== Material for the task ==

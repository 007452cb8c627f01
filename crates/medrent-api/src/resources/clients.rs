// SPDX-FileCopyrightText: 2026 Medrent Contributors
// SPDX-License-Identifier: MIT OR Apache-2.0

//! Hospital clients with their contacts and addresses.

use medrent_core::MedrentError;
use serde_json::Value;

use super::ResourceClient;
use crate::client::ApiClient;

#[derive(Debug, Clone)]
pub struct ClientService {
    api: ApiClient,
}

impl ClientService {
    pub fn new(api: ApiClient) -> Self {
        Self { api }
    }

    pub fn clients(&self) -> ResourceClient {
        ResourceClient::new(self.api.clone(), "/clients/clients/")
    }

    pub fn contacts(&self) -> ResourceClient {
        ResourceClient::new(self.api.clone(), "/clients/contacts/")
    }

    pub fn addresses(&self) -> ResourceClient {
        ResourceClient::new(self.api.clone(), "/clients/addresses/")
    }

    pub async fn contacts_for(&self, client_id: u64) -> Result<Vec<Value>, MedrentError> {
        self.contacts().list_for("client", client_id).await
    }

    pub async fn addresses_for(&self, client_id: u64) -> Result<Vec<Value>, MedrentError> {
        self.addresses().list_for("client", client_id).await
    }
}
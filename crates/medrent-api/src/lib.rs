// SPDX-FileCopyrightText: 2026 Medrent Contributors
// SPDX-License-Identifier: MIT OR Apache-2.0

//! Authenticated REST client for the Medrent backend.
//!
//! - [`client`]: request building, bearer attachment, status mapping,
//!   timeout and cancellation.
//! - [`refresh`]: single-flight token renewal on 401 with one replay.
//! - [`resources`]: typed services over the backend's resource collections.
//! - [`redact`]: credential masking for logs and error messages.

pub mod client;
pub mod redact;
pub mod refresh;
pub mod resources;
pub mod wire;

pub use client::{ApiClient, ApiRequest, ApiResponse};
pub use redact::{RedactingWriter, SecretRegistry, redact};
pub use resources::{ListQuery, ResourceClient};
// SPDX-FileCopyrightText: 2026 Medrent Contributors
// SPDX-License-Identifier: MIT OR Apache-2.0

//! `medrent login|logout|whoami|register|passwd|profile`.

use clap::Args;
use medrent_auth::{PasswordChange, ProfileUpdate, RegistrationRequest};
use medrent_core::{MedrentError, Role};
use secrecy::ExposeSecret;

use crate::app::App;
use crate::output::Output;
use crate::prompt;

#[derive(Debug, Args)]
pub struct RegisterArgs {
    /// Email address of the new account.
    pub email: String,
    #[arg(long, default_value_t = Role::Client)]
    pub role: Role,
    #[arg(long, default_value = "")]
    pub first_name: String,
    #[arg(long, default_value = "")]
    pub last_name: String,
    #[arg(long)]
    pub phone: Option<String>,
    #[arg(long)]
    pub address: Option<String>,
    /// Create the account for someone else (admins only). The current
    /// session is kept.
    #[arg(long)]
    pub provision: bool,
}

#[derive(Debug, Args)]
pub struct ProfileArgs {
    #[arg(long)]
    pub email: Option<String>,
    #[arg(long)]
    pub first_name: Option<String>,
    #[arg(long)]
    pub last_name: Option<String>,
    #[arg(long)]
    pub phone: Option<String>,
    #[arg(long)]
    pub address: Option<String>,
}

impl ProfileArgs {
    fn to_update(&self) -> ProfileUpdate {
        ProfileUpdate {
            email: self.email.clone(),
            first_name: self.first_name.clone(),
            last_name: self.last_name.clone(),
            phone_number: self.phone.clone(),
            address: self.address.clone(),
        }
    }
}

pub async fn login(app: &App, email: &str, out: &Output) -> Result<(), MedrentError> {
    let password = prompt::password("Password: ")?;
    let user = app.auth.login(email, &password).await?;
    if out.is_json() {
        out.user(&user);
    } else {
        out.done(&format!("logged in as {} ({})", user.email, user.role));
    }
    Ok(())
}

pub async fn logout(app: &App, out: &Output) -> Result<(), MedrentError> {
    if !app.auth.is_authenticated() {
        out.done("not logged in");
        return Ok(());
    }
    app.auth.logout().await?;
    out.done("logged out");
    Ok(())
}

pub fn whoami(app: &App, out: &Output) -> Result<(), MedrentError> {
    let user = app.require_user()?;
    out.user(&user);
    Ok(())
}

pub async fn register(app: &App, args: &RegisterArgs, out: &Output) -> Result<(), MedrentError> {
    let (password, confirm) = prompt::new_password("Password for the new account: ")?;
    let mut request = RegistrationRequest::new(
        args.email.clone(),
        password.expose_secret(),
        confirm.expose_secret(),
        args.role,
    )
    .with_name(args.first_name.clone(), args.last_name.clone());
    request.phone_number = args.phone.clone();
    request.address = args.address.clone();

    let user = if args.provision {
        app.auth.provision_user(&request).await?
    } else {
        app.auth.register(&request).await?
    };
    if out.is_json() {
        out.user(&user);
    } else if args.provision {
        out.done(&format!("created {} ({})", user.email, user.role));
    } else {
        out.done(&format!("registered and logged in as {}", user.email));
    }
    Ok(())
}

pub async fn passwd(app: &App, out: &Output) -> Result<(), MedrentError> {
    app.require_user()?;
    let old = prompt::password("Current password: ")?;
    let (new, confirm) = prompt::new_password("New password: ")?;
    let change = PasswordChange::new(
        old.expose_secret(),
        new.expose_secret(),
        confirm.expose_secret(),
    );
    app.auth.change_password(&change).await?;
    out.done("password changed");
    Ok(())
}

/// Shows the profile, or updates it when any field is given.
pub async fn profile(app: &App, args: &ProfileArgs, out: &Output) -> Result<(), MedrentError> {
    let update = args.to_update();
    let user = if update.is_empty() {
        app.require_user()?
    } else {
        app.auth.update_profile(&update).await?
    };
    out.user(&user);
    Ok(())
}

#[cfg(test)]
mod tests {
    use super::*;

    #[test]
    fn profile_args_map_to_update() {
        let args = ProfileArgs {
            email: None,
            first_name: Some("Ada".into()),
            last_name: None,
            phone: Some("555-0101".into()),
            address: None,
        };
        let update = args.to_update();
        assert_eq!(update.first_name.as_deref(), Some("Ada"));
        assert_eq!(update.phone_number.as_deref(), Some("555-0101"));
        assert!(!update.is_empty());
    }
}
// SPDX-FileCopyrightText: 2026 Medrent Contributors
// SPDX-License-Identifier: MIT OR Apache-2.0

//! Configuration system for the Medrent client.
//!
//! TOML configuration with strict key checking (`deny_unknown_fields`),
//! XDG file lookup, `MEDRENT_*` environment overrides, and miette
//! diagnostics with typo suggestions.
//!
//! ```no_run
//! use medrent_config::load_and_validate;
//!
//! let config = load_and_validate().expect("config errors");
//! println!("backend: {}", config.api.base_url);
//! ```

pub mod diagnostic;
pub mod loader;
pub mod model;
pub mod validation;

use std::path::Path;

pub use diagnostic::{render_errors, ConfigError};
pub use loader::{load_config, load_config_from_path, load_config_from_str};
pub use model::MedrentConfig;

/// Load configuration from the standard hierarchy and validate it.
pub fn load_and_validate() -> Result<MedrentConfig, Vec<ConfigError>> {
    match loader::load_config() {
        Ok(config) => {
            validation::validate_config(&config)?;
            Ok(config)
        }
        Err(err) => Err(diagnostic::figment_to_config_errors(
            err,
            &collect_toml_sources(),
        )),
    }
}

/// Load configuration from an explicit file (plus env overrides) and validate it.
pub fn load_and_validate_path(path: &Path) -> Result<MedrentConfig, Vec<ConfigError>> {
    match loader::load_config_from_path(path) {
        Ok(config) => {
            validation::validate_config(&config)?;
            Ok(config)
        }
        Err(err) => {
            let sources = std::fs::read_to_string(path)
                .map(|content| vec![(path.display().to_string(), content)])
                .unwrap_or_default();
            Err(diagnostic::figment_to_config_errors(err, &sources))
        }
    }
}

/// Load configuration from a TOML string and validate it.
pub fn load_and_validate_str(toml_content: &str) -> Result<MedrentConfig, Vec<ConfigError>> {
    match loader::load_config_from_str(toml_content) {
        Ok(config) => {
            validation::validate_config(&config)?;
            Ok(config)
        }
        Err(err) => {
            let sources = vec![("<inline>".to_string(), toml_content.to_string())];
            Err(diagnostic::figment_to_config_errors(err, &sources))
        }
    }
}

/// Contents of every config file that exists, for error span resolution.
fn collect_toml_sources() -> Vec<(String, String)> {
    let mut sources = Vec::new();

    if let Ok(content) = std::fs::read_to_string(loader::LOCAL_CONFIG_FILE) {
        let path = std::env::current_dir()
            .map(|d| d.join(loader::LOCAL_CONFIG_FILE).display().to_string())
            .unwrap_or_else(|_| loader::LOCAL_CONFIG_FILE.to_string());
        sources.push((path, content));
    }

    if let Some(path) = loader::user_config_path()
        && let Ok(content) = std::fs::read_to_string(&path)
    {
        sources.push((path.display().to_string(), content));
    }

    if let Ok(content) = std::fs::read_to_string(loader::SYSTEM_CONFIG_PATH) {
        sources.push((loader::SYSTEM_CONFIG_PATH.to_string(), content));
    }

    sources
}
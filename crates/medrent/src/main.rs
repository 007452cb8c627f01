// SPDX-FileCopyrightText: 2026 Medrent Contributors
// SPDX-License-Identifier: MIT OR Apache-2.0

//! Medrent command-line client.

mod account;
mod app;
mod notifications;
mod output;
mod prompt;
mod resources;
mod shutdown;

use std::path::PathBuf;

use clap::{Parser, Subcommand};
use medrent_api::{RedactingWriter, SecretRegistry};
use medrent_config::MedrentConfig;
use medrent_core::MedrentError;

use crate::account::{ProfileArgs, RegisterArgs};
use crate::app::App;
use crate::notifications::NotificationCommand;
use crate::output::Output;
use crate::resources::{ClientCommand, InstrumentCommand, OrderCommand, ReportCommand, StaffCommand};

/// Medrent - hospital instrument rental and sales client.
#[derive(Parser, Debug)]
#[command(name = "medrent", version, about)]
struct Cli {
    /// Read configuration from this file instead of the standard locations.
    #[arg(long, global = true)]
    config: Option<PathBuf>,

    /// Print results as JSON.
    #[arg(long, global = true)]
    json: bool,

    /// Disable colored output.
    #[arg(long, global = true)]
    plain: bool,

    #[command(subcommand)]
    command: Commands,
}

#[derive(Subcommand, Debug)]
enum Commands {
    /// Log in and keep the session for later commands.
    Login {
        email: String,
    },
    /// End the session here and on the backend.
    Logout,
    /// Show the logged-in user.
    Whoami,
    /// Create an account.
    Register(RegisterArgs),
    /// Change the logged-in user's password.
    Passwd,
    /// Show or update the logged-in user's profile.
    Profile(ProfileArgs),
    /// Print the effective configuration.
    Config,
    /// Notifications of the logged-in user.
    Notifications {
        #[command(subcommand)]
        command: NotificationCommand,
    },
    /// Instruments, categories and maintenance records.
    Instruments {
        #[command(subcommand)]
        command: InstrumentCommand,
    },
    /// Clients, contacts and addresses.
    Clients {
        #[command(subcommand)]
        command: ClientCommand,
    },
    /// Staff members, departments, attendance and leaves.
    Staff {
        #[command(subcommand)]
        command: StaffCommand,
    },
    /// Orders, items, payments and invoices.
    Orders {
        #[command(subcommand)]
        command: OrderCommand,
    },
    /// Reports, dashboards and widgets.
    Reports {
        #[command(subcommand)]
        command: ReportCommand,
    },
}

impl Commands {
    /// Whether the persisted session must be restored before running.
    fn uses_session(&self) -> bool {
        !matches!(
            self,
            Commands::Login { .. }
                | Commands::Config
                | Commands::Register(RegisterArgs {
                    provision: false,
                    ..
                })
        )
    }
}

#[tokio::main]
async fn main() {
    let cli = Cli::parse();

    let loaded = match &cli.config {
        Some(path) => medrent_config::load_and_validate_path(path),
        None => medrent_config::load_and_validate(),
    };
    let config = match loaded {
        Ok(config) => config,
        Err(errors) => {
            medrent_config::render_errors(&errors);
            std::process::exit(1);
        }
    };

    let secrets = SecretRegistry::new();
    init_tracing(&config.log.level, secrets.clone());

    let out = Output::new(cli.json, cli.plain);
    if let Err(e) = run(cli.command, config, secrets, &out).await {
        out.error(&e);
        std::process::exit(1);
    }
}

async fn run(
    command: Commands,
    config: MedrentConfig,
    secrets: SecretRegistry,
    out: &Output,
) -> Result<(), MedrentError> {
    if let Commands::Config = command {
        println!(
            "{}",
            serde_json::to_string_pretty(&config)
                .map_err(|e| MedrentError::Internal(format!("failed to render config: {e}")))?
        );
        return Ok(());
    }

    let app = App::new(config, secrets)?;
    if command.uses_session() {
        app.restore().await;
    }

    match command {
        Commands::Login { email } => account::login(&app, &email, out).await,
        Commands::Logout => account::logout(&app, out).await,
        Commands::Whoami => account::whoami(&app, out),
        Commands::Register(args) => account::register(&app, &args, out).await,
        Commands::Passwd => account::passwd(&app, out).await,
        Commands::Profile(args) => account::profile(&app, &args, out).await,
        Commands::Config => Ok(()),
        Commands::Notifications { command } => notifications::run(&app, command, out).await,
        Commands::Instruments { command } => resources::instruments(&app, command, out).await,
        Commands::Clients { command } => resources::clients(&app, command, out).await,
        Commands::Staff { command } => resources::staff(&app, command, out).await,
        Commands::Orders { command } => resources::orders(&app, command, out).await,
        Commands::Reports { command } => resources::reports(&app, command, out).await,
    }
}

/// Logs go to stderr through a writer that masks every token the client
/// has sent.
fn init_tracing(log_level: &str, secrets: SecretRegistry) {
    use tracing_subscriber::EnvFilter;

    let filter = EnvFilter::try_from_default_env()
        .unwrap_or_else(|_| EnvFilter::new(format!("medrent={log_level},warn")));

    tracing_subscriber::fmt()
        .with_env_filter(filter)
        .with_target(true)
        .with_writer(move || RedactingWriter::new(std::io::stderr(), secrets.clone()))
        .init();
}
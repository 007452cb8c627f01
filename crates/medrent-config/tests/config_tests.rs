// SPDX-FileCopyrightText: 2026 Medrent Contributors
// SPDX-License-Identifier: MIT OR Apache-2.0

//! Integration tests for the Medrent configuration system.

use medrent_config::diagnostic::ConfigError;
use medrent_config::model::{MedrentConfig, StoreKind};
use medrent_config::{load_and_validate_str, load_config_from_str};

/// Valid TOML with all known fields deserializes successfully.
#[test]
fn valid_toml_deserializes_into_medrent_config() {
    let toml = r#"
[api]
base_url = "https://rent.example.org/api"
timeout_secs = 12
user_agent = "ops-console"
require_tls = true

[session]
store = "memory"
path = "/tmp/session.json"

[notifications]
enabled = false
poll_interval_secs = 120

[log]
level = "debug"
"#;

    let config = load_config_from_str(toml).expect("valid TOML should deserialize");
    assert_eq!(config.api.base_url, "https://rent.example.org/api");
    assert_eq!(config.api.timeout_secs, 12);
    assert_eq!(config.api.user_agent, "ops-console");
    assert_eq!(config.session.store, StoreKind::Memory);
    assert_eq!(config.session.path.as_deref(), Some("/tmp/session.json"));
    assert!(!config.notifications.enabled);
    assert_eq!(config.notifications.poll_interval_secs, 120);
    assert_eq!(config.log.level, "debug");
}

/// Missing optional sections use defaults without error.
#[test]
fn empty_toml_uses_defaults() {
    let config = load_config_from_str("").expect("empty TOML should use defaults");
    let defaults = MedrentConfig::default();
    assert_eq!(config.api.base_url, defaults.api.base_url);
    assert_eq!(config.api.timeout_secs, 30);
    assert!(config.api.require_tls);
    assert_eq!(config.session.store, StoreKind::File);
    assert!(config.session.path.is_none());
    assert!(config.notifications.enabled);
}

/// Unknown top-level section is rejected by deny_unknown_fields.
#[test]
fn unknown_section_is_rejected() {
    let toml = r#"
[agent]
name = "x"
"#;
    let err = load_config_from_str(toml).expect_err("unknown section should be rejected");
    let err_str = format!("{err}");
    assert!(
        err_str.contains("unknown field") || err_str.contains("agent"),
        "error should mention unknown field, got: {err_str}"
    );
}

/// A typo inside [api] yields an UnknownKey diagnostic with a suggestion.
#[test]
fn typo_in_api_section_suggests_fix() {
    let toml = r#"
[api]
base_ulr = "https://rent.example.org/api"
"#;

    let errors = load_and_validate_str(toml).expect_err("should produce errors");
    let found = errors.iter().any(|e| {
        matches!(e, ConfigError::UnknownKey { key, suggestion, valid_keys, .. } if {
            key == "base_ulr"
                && suggestion.as_deref() == Some("base_url")
                && valid_keys.contains("timeout_secs")
        })
    });
    assert!(found, "expected UnknownKey for base_ulr, got: {errors:?}");
}

/// The inline source is attached so miette can point at the key.
#[test]
fn unknown_key_carries_source_span() {
    let toml = "[log]\nlevle = \"info\"\n";
    let errors = load_and_validate_str(toml).expect_err("should produce errors");
    let span = errors.iter().find_map(|e| match e {
        ConfigError::UnknownKey { span, .. } => *span,
        _ => None,
    });
    let span = span.expect("span should be resolved for inline source");
    assert_eq!(&toml[span.offset()..span.offset() + span.len()], "levle");
}

/// Wrong value type is reported as InvalidType with the dotted key.
#[test]
fn wrong_type_is_reported() {
    let toml = r#"
[api]
timeout_secs = "thirty"
"#;
    let errors = load_and_validate_str(toml).expect_err("should reject invalid type");
    assert!(
        errors
            .iter()
            .any(|e| matches!(e, ConfigError::InvalidType { key, .. } if key.contains("timeout_secs"))),
        "got: {errors:?}"
    );
}

/// Validation runs after a successful parse.
#[test]
fn validation_rejects_plain_http_remote() {
    let toml = r#"
[api]
base_url = "http://rent.example.org/api"
"#;
    let errors = load_and_validate_str(toml).expect_err("remote http should fail");
    assert!(errors.iter().any(|e| matches!(e, ConfigError::Validation { .. })));
}

/// ConfigError renders through miette's graphical handler.
#[test]
fn config_error_renders_with_miette() {
    use miette::GraphicalReportHandler;

    let error = ConfigError::UnknownKey {
        key: "base_ulr".to_string(),
        suggestion: Some("base_url".to_string()),
        valid_keys: "base_url, timeout_secs".to_string(),
        span: None,
        src: None,
    };

    let mut buf = String::new();
    GraphicalReportHandler::new()
        .render_report(&mut buf, &error)
        .expect("should render without error");
    assert!(buf.contains("base_ulr"));
    assert!(buf.contains("did you mean `base_url`"));
}

/// Figment's missing-file behavior: nonexistent files are skipped.
#[test]
fn missing_config_file_is_skipped() {
    let config = medrent_config::load_config_from_path(std::path::Path::new(
        "/nonexistent/medrent.toml",
    ))
    .expect("missing file should be skipped");
    assert_eq!(config.log.level, MedrentConfig::default().log.level);
}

===

• Prompt: Which of the lines above carry the string "that"? Copy every one.

• Finished exercise:
/// Contents of every config file that exists, for error span resolution.
/// Logs go to stderr through a writer that masks every token the client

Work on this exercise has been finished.